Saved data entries
________________
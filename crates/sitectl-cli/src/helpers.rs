use std::io::{self, BufRead, Write};
use std::path::{Path, PathBuf};

use anyhow::{bail, Result};
use sitectl_installer::{run_captured, run_streaming, CommandTemplate};
use sitectl_upgrade::{scan_migration_line, Database, MigrationEvent, Prompt};

pub(crate) fn render_site_command(template: &CommandTemplate, dirroot: &str) -> Vec<String> {
    template.render(&[("dirroot", dirroot)])
}

/// Runs the ledger helper and hands back its stdout.
pub(crate) fn read_ledger_output(template: &CommandTemplate, dirroot: &str) -> Result<String> {
    if template.is_empty() {
        bail!("no ledger helper configured (helpers.ledger)");
    }
    let argv = render_site_command(template, dirroot);
    let output = run_captured(&argv, Some(Path::new(dirroot)))?;
    if !output.success {
        bail!("ledger helper failed: {}", output.combined());
    }
    Ok(output.stdout)
}

/// Database upgrades through the site's own command-line helpers.
pub(crate) struct HelperDatabase {
    dirroot: PathBuf,
    migrate: CommandTemplate,
    preupgrade: CommandTemplate,
    preupgrade_script: PathBuf,
}

impl HelperDatabase {
    pub(crate) fn new(
        dirroot: impl Into<PathBuf>,
        migrate: CommandTemplate,
        preupgrade: CommandTemplate,
        preupgrade_script: impl Into<PathBuf>,
    ) -> Self {
        Self {
            dirroot: dirroot.into(),
            migrate,
            preupgrade,
            preupgrade_script: preupgrade_script.into(),
        }
    }
}

/// Problems the migration helper reported, in output order.
pub(crate) fn migration_problems<'a>(lines: impl IntoIterator<Item = &'a str>) -> Vec<String> {
    let mut problems = Vec::new();
    for line in lines {
        match scan_migration_line(line) {
            MigrationEvent::DefectiveAddon(addon) => {
                problems.push(format!("addon {addon} is defective"))
            }
            MigrationEvent::Downgrade {
                addon,
                database_version,
                code_version,
            } => problems.push(format!(
                "addon {addon} would downgrade from {database_version} to {code_version}"
            )),
            _ => {}
        }
    }
    problems
}

fn log_migration_line(line: &str) {
    match scan_migration_line(line) {
        event if event.is_problem() => {
            tracing::warn!(?event, "migration helper reported a problem")
        }
        MigrationEvent::Stage(stage) => tracing::info!(stage = %stage, "migrating"),
        MigrationEvent::Success => tracing::debug!("migration step succeeded"),
        MigrationEvent::Status(status) => tracing::info!(status = %status, "migration status"),
        _ => tracing::trace!(line, "migration output"),
    }
}

impl Database for HelperDatabase {
    fn migrate(&self) -> Result<()> {
        if self.migrate.is_empty() {
            bail!("no database migration helper configured (helpers.migrate)");
        }
        let dirroot = self.dirroot.to_string_lossy();
        let argv = render_site_command(&self.migrate, &dirroot);
        let output = run_streaming(&argv, Some(self.dirroot.as_path()), log_migration_line)?;
        let problems = migration_problems(output.stdout.lines());
        if !output.success {
            bail!("migration helper failed: {}", output.combined());
        }
        if !problems.is_empty() {
            bail!("migration helper reported: {}", problems.join("; "));
        }
        Ok(())
    }

    fn run_preupgrade(&self) -> Result<bool> {
        if !self.preupgrade_script.is_file() {
            return Ok(false);
        }
        if self.preupgrade.is_empty() {
            bail!("no pre-upgrade helper configured (helpers.preupgrade)");
        }
        let dirroot = self.dirroot.to_string_lossy();
        let script = self.preupgrade_script.to_string_lossy();
        let argv = self
            .preupgrade
            .render(&[("dirroot", &*dirroot), ("script", &*script)]);
        let output = run_captured(&argv, Some(self.dirroot.as_path()))?;
        if !output.success {
            bail!("pre-upgrade script failed: {}", output.combined());
        }
        Ok(true)
    }
}

/// Asks on stderr, reads the answer from stdin. Anything but yes is no.
pub(crate) struct StdinPrompt;

pub(crate) fn is_affirmative(answer: &str) -> bool {
    matches!(answer.trim().to_ascii_lowercase().as_str(), "y" | "yes")
}

impl Prompt for StdinPrompt {
    fn confirm(&self, question: &str) -> bool {
        let mut stderr = io::stderr();
        if write!(stderr, "{question} [y/N] ").and_then(|_| stderr.flush()).is_err() {
            return false;
        }
        let mut answer = String::new();
        match io::stdin().lock().read_line(&mut answer) {
            Ok(_) => is_affirmative(&answer),
            Err(_) => false,
        }
    }
}
use std::fs;
use std::path::{Path, PathBuf};

use anyhow::{bail, Context, Result};
use serde::{Deserialize, Serialize};
use sitectl_core::{AddonType, AddonTypeCatalog, LevelMask};
use sitectl_installer::{BlockKind, CommandTemplate, SiteLayout};
use sitectl_upgrade::UpgradePolicy;

pub(crate) const DEFAULT_CONFIG_PATH: &str = "sitectl.toml";

#[derive(Debug, Clone, Copy, PartialEq, Eq, Serialize, Deserialize)]
#[serde(rename_all = "kebab-case")]
pub(crate) enum CatalogKind {
    /// `<location>/<branch>.json` snapshots on disk.
    Filesystem,
    Http,
}

#[derive(Debug, Clone, PartialEq, Eq, Serialize, Deserialize)]
#[serde(default)]
pub(crate) struct SiteSection {
    pub(crate) dirroot: PathBuf,
    pub(crate) dataroot: PathBuf,
    pub(crate) maintenance_page: Option<PathBuf>,
}

impl Default for SiteSection {
    fn default() -> Self {
        Self {
            dirroot: PathBuf::from("/var/www/moodle"),
            dataroot: PathBuf::from("/var/moodledata"),
            maintenance_page: None,
        }
    }
}

#[derive(Debug, Clone, PartialEq, Eq, Serialize, Deserialize)]
#[serde(default)]
pub(crate) struct CatalogSection {
    pub(crate) kind: CatalogKind,
    pub(crate) location: String,
    pub(crate) levels: Vec<String>,
    pub(crate) token: Option<String>,
    /// Environment variable holding the token; wins over `token`.
    pub(crate) token_env: Option<String>,
}

impl Default for CatalogSection {
    fn default() -> Self {
        Self {
            kind: CatalogKind::Filesystem,
            location: "catalog".to_string(),
            levels: vec!["all".to_string()],
            token: None,
            token_env: None,
        }
    }
}

#[derive(Debug, Clone, PartialEq, Eq, Serialize, Deserialize)]
#[serde(default)]
pub(crate) struct HelperSection {
    /// Prints the installed addon ledger on stdout.
    pub(crate) ledger: CommandTemplate,
    pub(crate) migrate: CommandTemplate,
    /// `{script}` expands to the pre-upgrade script path.
    pub(crate) preupgrade: CommandTemplate,
}

impl Default for HelperSection {
    fn default() -> Self {
        Self {
            ledger: CommandTemplate::new(["php", "{dirroot}/local/sitectl/cli/ledger.php"]),
            migrate: CommandTemplate::new([
                "php",
                "{dirroot}/admin/cli/upgrade.php",
                "--non-interactive",
            ]),
            preupgrade: CommandTemplate::new(["php", "{script}"]),
        }
    }
}

#[derive(Debug, Clone, Default, PartialEq, Eq, Serialize, Deserialize)]
#[serde(default)]
pub(crate) struct HookSection {
    pub(crate) install: CommandTemplate,
    pub(crate) uninstall: CommandTemplate,
    pub(crate) upgrade: CommandTemplate,
}

#[derive(Debug, Clone, PartialEq, Eq, Serialize, Deserialize)]
#[serde(default)]
pub(crate) struct RunSection {
    pub(crate) block: BlockKind,
    pub(crate) journal: bool,
    /// Where `plan --queue` drops request files; the data root's request dir when unset.
    pub(crate) request_dir: Option<PathBuf>,
}

impl Default for RunSection {
    fn default() -> Self {
        Self {
            block: BlockKind::Maintenance,
            journal: true,
            request_dir: None,
        }
    }
}

#[derive(Debug, Clone, Default, PartialEq, Eq, Serialize, Deserialize)]
#[serde(default)]
pub(crate) struct SiteConfig {
    pub(crate) site: SiteSection,
    pub(crate) catalog: CatalogSection,
    pub(crate) helpers: HelperSection,
    pub(crate) hooks: HookSection,
    pub(crate) run: RunSection,
    pub(crate) policy: UpgradePolicy,
    pub(crate) types: Vec<AddonType>,
}

impl SiteConfig {
    pub(crate) fn from_toml_str(input: &str) -> Result<Self> {
        let config: Self = toml::from_str(input).context("failed to parse site config")?;
        config.validate()?;
        Ok(config)
    }

    pub(crate) fn load(path: &Path) -> Result<Self> {
        let raw = fs::read_to_string(path)
            .with_context(|| format!("failed to read site config: {}", path.display()))?;
        Self::from_toml_str(&raw).with_context(|| format!("invalid site config: {}", path.display()))
    }

    fn validate(&self) -> Result<()> {
        if !self.site.dirroot.is_absolute() {
            bail!(
                "site.dirroot must be an absolute path: {}",
                self.site.dirroot.display()
            );
        }
        if !self.site.dataroot.is_absolute() {
            bail!(
                "site.dataroot must be an absolute path: {}",
                self.site.dataroot.display()
            );
        }
        if self.catalog.location.trim().is_empty() {
            bail!("catalog.location must not be empty");
        }
        self.level_mask()?;
        self.policy.validate()?;
        Ok(())
    }

    pub(crate) fn layout(&self) -> SiteLayout {
        SiteLayout::new(&self.site.dirroot, &self.site.dataroot)
    }

    pub(crate) fn addon_types(&self) -> Result<AddonTypeCatalog> {
        AddonTypeCatalog::builtin()
            .with_overrides(&self.types)
            .context("invalid addon type override")
    }

    pub(crate) fn level_mask(&self) -> Result<LevelMask> {
        let mut mask = LevelMask::from_bits(0);
        for level in &self.catalog.levels {
            let Some(parsed) = LevelMask::parse_level(level) else {
                bail!("unknown catalog level '{level}'");
            };
            mask = mask | parsed;
        }
        if mask.bits() == 0 {
            bail!("catalog.levels must name at least one level");
        }
        Ok(mask)
    }

    pub(crate) fn catalog_token(&self) -> Option<String> {
        self.catalog
            .token_env
            .as_deref()
            .and_then(|name| std::env::var(name).ok())
            .filter(|token| !token.trim().is_empty())
            .or_else(|| self.catalog.token.clone())
    }

    pub(crate) fn request_dir(&self) -> PathBuf {
        self.run
            .request_dir
            .clone()
            .unwrap_or_else(|| self.layout().requests_dir())
    }
}
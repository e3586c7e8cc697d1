use std::fmt;

#[derive(Debug, Clone, Copy, PartialEq, Eq, Hash)]
pub enum WarningKind {
    /// A non-fatal step failed and the workflow carried on.
    RecoverableStep,
    /// An external inventory reported something malformed; the unit was skipped.
    DataInconsistency,
    /// An addon was left out of a plan rather than guessed about.
    PlanningAmbiguity,
    DependencyLoop,
}

impl WarningKind {
    pub fn as_str(self) -> &'static str {
        match self {
            Self::RecoverableStep => "recoverable-step",
            Self::DataInconsistency => "data-inconsistency",
            Self::PlanningAmbiguity => "planning-ambiguity",
            Self::DependencyLoop => "dependency-loop",
        }
    }
}

#[derive(Debug, Clone, PartialEq, Eq)]
pub struct Warning {
    pub kind: WarningKind,
    pub message: String,
}

impl Warning {
    pub fn new(kind: WarningKind, message: impl Into<String>) -> Self {
        Self {
            kind,
            message: message.into(),
        }
    }

    pub fn data(message: impl Into<String>) -> Self {
        Self::new(WarningKind::DataInconsistency, message)
    }

    pub fn recoverable(message: impl Into<String>) -> Self {
        Self::new(WarningKind::RecoverableStep, message)
    }
}

impl fmt::Display for Warning {
    fn fmt(&self, f: &mut fmt::Formatter<'_>) -> fmt::Result {
        write!(f, "{}: {}", self.kind.as_str(), self.message)
    }
}
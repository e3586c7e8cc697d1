use std::fmt;

#[derive(Debug, Clone, Copy, PartialEq, Eq, PartialOrd, Ord, Hash)]
pub enum Action {
    Add,
    Remove,
    Update,
}

impl Action {
    /// Order in which queued groups are applied.
    pub const EXECUTION_ORDER: [Action; 3] = [Action::Remove, Action::Add, Action::Update];

    pub fn as_str(self) -> &'static str {
        match self {
            Self::Add => "add",
            Self::Remove => "remove",
            Self::Update => "update",
        }
    }
}

impl fmt::Display for Action {
    fn fmt(&self, f: &mut fmt::Formatter<'_>) -> fmt::Result {
        f.write_str(self.as_str())
    }
}

#[derive(Debug, Clone, PartialEq, Eq)]
pub struct ActionRequest {
    pub action: Action,
    pub full_name: String,
}

#[derive(Debug, Clone, Copy, PartialEq, Eq)]
pub enum QueueOutcome {
    Queued,
    AlreadyQueued,
    /// The addon already sits in another group; the request was dropped.
    Conflicting(Action),
}

/// Three disjoint, insertion-ordered groups of addon requests.
#[derive(Debug, Clone, Default, PartialEq, Eq)]
pub struct ActionPlan {
    add: Vec<String>,
    remove: Vec<String>,
    update: Vec<String>,
}

impl ActionPlan {
    pub fn new() -> Self {
        Self::default()
    }

    pub fn queue(&mut self, action: Action, full_name: &str) -> QueueOutcome {
        if let Some(existing) = self.group_of(full_name) {
            if existing == action {
                return QueueOutcome::AlreadyQueued;
            }
            return QueueOutcome::Conflicting(existing);
        }
        self.group_mut(action).push(full_name.to_string());
        QueueOutcome::Queued
    }

    pub fn group(&self, action: Action) -> &[String] {
        match action {
            Action::Add => &self.add,
            Action::Remove => &self.remove,
            Action::Update => &self.update,
        }
    }

    fn group_mut(&mut self, action: Action) -> &mut Vec<String> {
        match action {
            Action::Add => &mut self.add,
            Action::Remove => &mut self.remove,
            Action::Update => &mut self.update,
        }
    }

    pub fn group_of(&self, full_name: &str) -> Option<Action> {
        Action::EXECUTION_ORDER
            .into_iter()
            .find(|action| self.group(*action).iter().any(|queued| queued == full_name))
    }

    /// Absorbs `other` group by group; conflicting entries are returned, not merged.
    pub fn merge(&mut self, other: &ActionPlan) -> Vec<(ActionRequest, Action)> {
        let mut conflicts = Vec::new();
        for request in other.ordered() {
            if let QueueOutcome::Conflicting(existing) =
                self.queue(request.action, &request.full_name)
            {
                conflicts.push((request, existing));
            }
        }
        conflicts
    }

    /// Remove, then add, then update; insertion order within a group.
    pub fn ordered(&self) -> Vec<ActionRequest> {
        Action::EXECUTION_ORDER
            .into_iter()
            .flat_map(|action| {
                self.group(action).iter().map(move |full_name| ActionRequest {
                    action,
                    full_name: full_name.clone(),
                })
            })
            .collect()
    }

    pub fn len(&self) -> usize {
        self.add.len() + self.remove.len() + self.update.len()
    }

    pub fn is_empty(&self) -> bool {
        self.len() == 0
    }
}
mod blocker;
mod executor;
mod fs_utils;
mod hooks;
mod layout;
mod process;
mod request;
mod runs;
mod site_files;

pub use blocker::{BlockKind, FileBlocker, SiteBlocker};
pub use executor::{
    ActionOutcome, AddonExecutor, AddonHooks, AddonTarget, BatchReport, CodeStore, HookOutput,
};
pub use hooks::{CommandHooks, GitCodeStore};
pub use layout::SiteLayout;
pub use process::{run_captured, run_streaming, CapturedOutput, CommandTemplate};
pub use request::{render_action_request, write_action_request};
pub use runs::{
    active_run, append_run_journal_entry, claim_active_run, clear_active_run,
    current_unix_timestamp, list_runs, read_run_journal, read_run_metadata, update_run_status,
    write_run_metadata, ActiveRun, RunJournal, RunJournalEntry, RunMetadata,
};
pub use site_files::{LocalSiteFiles, SiteFiles};

#[cfg(test)]
mod tests;
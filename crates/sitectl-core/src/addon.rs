use std::collections::BTreeMap;
use std::fmt;
use std::path::PathBuf;

use serde::{Deserialize, Serialize};

/// Where a version or dependency fact about an addon came from.
#[derive(Debug, Clone, Copy, PartialEq, Eq, PartialOrd, Ord, Hash, Serialize, Deserialize)]
#[serde(rename_all = "lowercase")]
pub enum Source {
    Disk,
    Database,
    Reference,
}

impl Source {
    pub fn as_str(self) -> &'static str {
        match self {
            Self::Disk => "disk",
            Self::Database => "database",
            Self::Reference => "reference",
        }
    }

    pub fn parse(input: &str) -> Option<Self> {
        match input.trim().to_ascii_lowercase().as_str() {
            "disk" => Some(Self::Disk),
            "database" | "db" => Some(Self::Database),
            "reference" | "catalog" => Some(Self::Reference),
            _ => None,
        }
    }
}

impl fmt::Display for Source {
    fn fmt(&self, f: &mut fmt::Formatter<'_>) -> fmt::Result {
        f.write_str(self.as_str())
    }
}

#[derive(Debug, Clone, Default, PartialEq, Eq, Serialize, Deserialize)]
pub struct SourceFacts {
    pub version: Option<u64>,
    #[serde(default)]
    pub release: Option<String>,
    #[serde(default)]
    pub dependencies: BTreeMap<String, u64>,
}

#[derive(Debug, Clone, Default, PartialEq, Eq, Serialize, Deserialize)]
pub struct CatalogMetadata {
    pub display_name: Option<String>,
    pub description: Option<String>,
    pub code_source: Option<String>,
    pub level: Option<String>,
}

#[derive(Debug, Clone, PartialEq, Eq)]
pub struct AddonDescriptor {
    pub addon_type: String,
    pub name: String,
    pub instance_count: u64,
    pub visible: bool,
    pub path: Option<PathBuf>,
    pub metadata: CatalogMetadata,
    facts: BTreeMap<Source, SourceFacts>,
}

impl AddonDescriptor {
    pub fn new(addon_type: impl Into<String>, name: impl Into<String>) -> Self {
        Self {
            addon_type: addon_type.into(),
            name: name.into(),
            instance_count: 0,
            visible: true,
            path: None,
            metadata: CatalogMetadata::default(),
            facts: BTreeMap::new(),
        }
    }

    pub fn full_name(&self) -> String {
        full_name(&self.addon_type, &self.name)
    }

    pub fn facts(&self, source: Source) -> Option<&SourceFacts> {
        self.facts.get(&source)
    }

    pub fn facts_mut(&mut self, source: Source) -> &mut SourceFacts {
        self.facts.entry(source).or_default()
    }

    pub fn version(&self, source: Source) -> Option<u64> {
        self.facts(source).and_then(|facts| facts.version)
    }

    /// Dependencies declared in one source's view; empty when that source says nothing.
    pub fn dependencies(&self, source: Source) -> impl Iterator<Item = (&str, u64)> {
        self.facts(source)
            .into_iter()
            .flat_map(|facts| facts.dependencies.iter())
            .map(|(name, version)| (name.as_str(), *version))
    }

    pub fn with_version(mut self, source: Source, version: u64) -> Self {
        self.facts_mut(source).version = Some(version);
        self
    }

    pub fn with_dependency(mut self, source: Source, full_name: &str, min_version: u64) -> Self {
        self.facts_mut(source)
            .dependencies
            .insert(full_name.to_string(), min_version);
        self
    }
}

pub fn full_name(addon_type: &str, name: &str) -> String {
    format!("{addon_type}_{name}")
}

/// Splits `type_name` on the first underscore; addon names may themselves contain underscores.
pub fn split_full_name(full_name: &str) -> Option<(&str, &str)> {
    let (addon_type, name) = full_name.split_once('_')?;
    if addon_type.is_empty() || name.is_empty() {
        return None;
    }
    Some((addon_type, name))
}
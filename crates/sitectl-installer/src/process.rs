use anyhow::{anyhow, Context, Result};
use serde::{Deserialize, Serialize};
use std::io::{BufRead, BufReader, Read};
use std::path::Path;
use std::process::{Command, Stdio};
use std::thread;

/// An argv with `{token}` placeholders filled in at run time.
#[derive(Debug, Clone, Default, PartialEq, Eq, Serialize, Deserialize)]
#[serde(transparent)]
pub struct CommandTemplate {
    argv: Vec<String>,
}

impl CommandTemplate {
    pub fn new<I, S>(argv: I) -> Self
    where
        I: IntoIterator<Item = S>,
        S: Into<String>,
    {
        Self {
            argv: argv.into_iter().map(Into::into).collect(),
        }
    }

    pub fn is_empty(&self) -> bool {
        self.argv.is_empty()
    }

    pub fn program(&self) -> Option<&str> {
        self.argv.first().map(String::as_str)
    }

    /// Unknown tokens are left as written.
    pub fn render(&self, tokens: &[(&str, &str)]) -> Vec<String> {
        self.argv
            .iter()
            .map(|arg| {
                tokens
                    .iter()
                    .fold(arg.clone(), |rendered, (token, value)| {
                        rendered.replace(&format!("{{{token}}}"), value)
                    })
            })
            .collect()
    }
}

#[derive(Debug, Clone, PartialEq, Eq)]
pub struct CapturedOutput {
    pub success: bool,
    pub stdout: String,
    pub stderr: String,
}

impl CapturedOutput {
    /// Stdout then stderr, trimmed, for diagnostics.
    pub fn combined(&self) -> String {
        [self.stdout.trim(), self.stderr.trim()]
            .into_iter()
            .filter(|part| !part.is_empty())
            .collect::<Vec<_>>()
            .join("\n")
    }
}

fn build_command(argv: &[String], cwd: Option<&Path>) -> Result<Command> {
    let (program, args) = argv
        .split_first()
        .ok_or_else(|| anyhow!("empty command line"))?;
    let mut command = Command::new(program);
    command.args(args);
    if let Some(cwd) = cwd {
        command.current_dir(cwd);
    }
    Ok(command)
}

pub fn run_captured(argv: &[String], cwd: Option<&Path>) -> Result<CapturedOutput> {
    let mut command = build_command(argv, cwd)?;
    let output = command
        .output()
        .with_context(|| format!("failed to launch '{}'", argv.join(" ")))?;
    Ok(CapturedOutput {
        success: output.status.success(),
        stdout: String::from_utf8_lossy(&output.stdout).to_string(),
        stderr: String::from_utf8_lossy(&output.stderr).to_string(),
    })
}

/// Runs the command, handing each stdout line to `on_line` as it arrives.
pub fn run_streaming(
    argv: &[String],
    cwd: Option<&Path>,
    mut on_line: impl FnMut(&str),
) -> Result<CapturedOutput> {
    let mut command = build_command(argv, cwd)?;
    command.stdout(Stdio::piped()).stderr(Stdio::piped());
    let mut child = command
        .spawn()
        .with_context(|| format!("failed to launch '{}'", argv.join(" ")))?;

    let stderr_reader = child.stderr.take().map(|mut pipe| {
        thread::spawn(move || {
            let mut buffer = String::new();
            let _ = pipe.read_to_string(&mut buffer);
            buffer
        })
    });

    let mut stdout = String::new();
    if let Some(pipe) = child.stdout.take() {
        for line in BufReader::new(pipe).lines() {
            let line = line
                .with_context(|| format!("failed reading output of '{}'", argv.join(" ")))?;
            on_line(&line);
            stdout.push_str(&line);
            stdout.push('\n');
        }
    }

    let status = child
        .wait()
        .with_context(|| format!("failed waiting for '{}'", argv.join(" ")))?;
    let stderr = stderr_reader
        .and_then(|reader| reader.join().ok())
        .unwrap_or_default();
    Ok(CapturedOutput {
        success: status.success(),
        stdout,
        stderr,
    })
}

pub(crate) fn run_command(command: &mut Command, context_message: &str) -> Result<()> {
    let output = command
        .output()
        .with_context(|| format!("{context_message}: command failed to start"))?;
    if output.status.success() {
        return Ok(());
    }

    let stderr = String::from_utf8_lossy(&output.stderr);
    let stdout = String::from_utf8_lossy(&output.stdout);
    Err(anyhow!(
        "{context_message}: status={} stdout='{}' stderr='{}'",
        output.status,
        stdout.trim(),
        stderr.trim()
    ))
}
________________
• _What to produce_
Check each line of the records for the string "value" and copy those that have it.

• _Response area_
                    .fold(arg.clone(), |rendered, (token, value)| {
                        rendered.replace(&format!("{{{token}}}"), value)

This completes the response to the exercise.